E. coli Gre A Transcription Elongation Factor Project




Control of transcription occurs primarily at the initiation step, but there is also some control during elongation. Transcription elongation factors stimulate the activity of DNA-dependent RNA polymerase by increasing the overall rate of elongation and completion of RNA chains. 



Analyze PDB 1GRJ and describe the following:


(1)   The 2 major domains (N- and C- termini) : describe each in terms of secondary structure

and any structural motifs.

(2)   For the 2 long helices, identify:

a.       The hydrophobic residues at the “a” and “d” positions of the heptad repeats

b.      Other interactions between the helices

c.       The amino acid responsible for the “bulge” in the left chain

d.      The amino acid responsible for the kink in the left chain

e.       Estimate the angle of the kink

(3)   The short helices

(4)   The hydrophobic region at the C-terminal domain

(5)   The surface charge distribution of the molecule: acidic, basic, neutral, hydrophobic


(6)   Within the area where the helical domain interfaces the C-terminal domain, the two

helices are splayed apart, leaving a gap in its hydrophobic core. What residue fills the gap? (Hydrophobic amino acids are conserved at this position in homologous Gre factors.)
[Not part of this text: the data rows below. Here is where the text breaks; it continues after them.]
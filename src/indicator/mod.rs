//! Progress indicators rendered by a [`Pool`](crate::Pool).
//!
//! The pool only needs three things from an indicator: a start hook, a
//! single-line rendering of its current state and a "finished" flag. Those are
//! captured by the [`Indicator`] trait. Counting and formatting are left
//! entirely to the implementor.
//!
//! The module also ships [`ProgressBar`], a thread-safe counter-based indicator
//! styled through [`BarStyle`].
//!
//! # Examples
//!
//! ## Implementing a custom indicator
//!
//! ```rust
//! use pb_pool::Indicator;
//! use std::sync::atomic::{AtomicBool, AtomicU64, Ordering};
//!
//! struct Counter {
//!     seen: AtomicU64,
//!     done: AtomicBool,
//! }
//!
//! impl Indicator for Counter {
//!     fn render(&self) -> String {
//!         format!("seen {} records", self.seen.load(Ordering::Relaxed))
//!     }
//!
//!     fn is_finished(&self) -> bool {
//!         self.done.load(Ordering::Acquire)
//!     }
//! }
//! ```
//!
//! ## Using the bundled progress bar
//!
//! ```rust
//! use pb_pool::{BarStyle, Indicator, ProgressBar};
//!
//! let bar = ProgressBar::new(200)
//!     .with_prefix("fetch ")
//!     .with_style(BarStyle::default().width(20));
//! bar.start();
//! bar.add(50);
//! assert!(bar.render().contains("50 / 200"));
//! ```

pub(crate) mod bar;
pub(crate) mod style;

pub use bar::ProgressBar;
pub use style::{BarStyle, Units};

use std::sync::Arc;

/// The capability contract a [`Pool`](crate::Pool) consumes.
///
/// Indicators are owned by the caller and shared with the pool; the pool only
/// ever reads from them. Mutation happens on the caller's side, so
/// implementations must be safe to read from the render thread while other
/// threads update them.
pub trait Indicator: Send + Sync {
    /// Initialise the indicator when it is registered with a pool.
    ///
    /// Must be idempotent. The default implementation does nothing.
    fn start(&self) {}

    /// Current state as a single line of text, without a trailing line break.
    fn render(&self) -> String;

    /// Whether the indicator has completed.
    ///
    /// Once this returns `true` it must keep returning `true`.
    fn is_finished(&self) -> bool;
}

impl<T: Indicator + ?Sized> Indicator for Arc<T> {
    fn start(&self) {
        (**self).start();
    }

    fn render(&self) -> String {
        (**self).render()
    }

    fn is_finished(&self) -> bool {
        (**self).is_finished()
    }
}

impl<T: Indicator + ?Sized> Indicator for Box<T> {
    fn start(&self) {
        (**self).start();
    }

    fn render(&self) -> String {
        (**self).render()
    }

    fn is_finished(&self) -> bool {
        (**self).is_finished()
    }
}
            The mechanism of Gre A involves hydrolytic cleavage of the transcript within the RNA polym

erase, followed by release of the 3’-terminus. The site of interaction with the 3’-end is localized to a peptide segment within the right-sided helix, near the end of the coiled-coil structure. The core enzyme of RNA polymerase has an isoelectric point (calculated) of 5.34.

With this information, and from your study of the molecule thus far, suggest how Gre A interacts with an elongation transcript on a physical basis.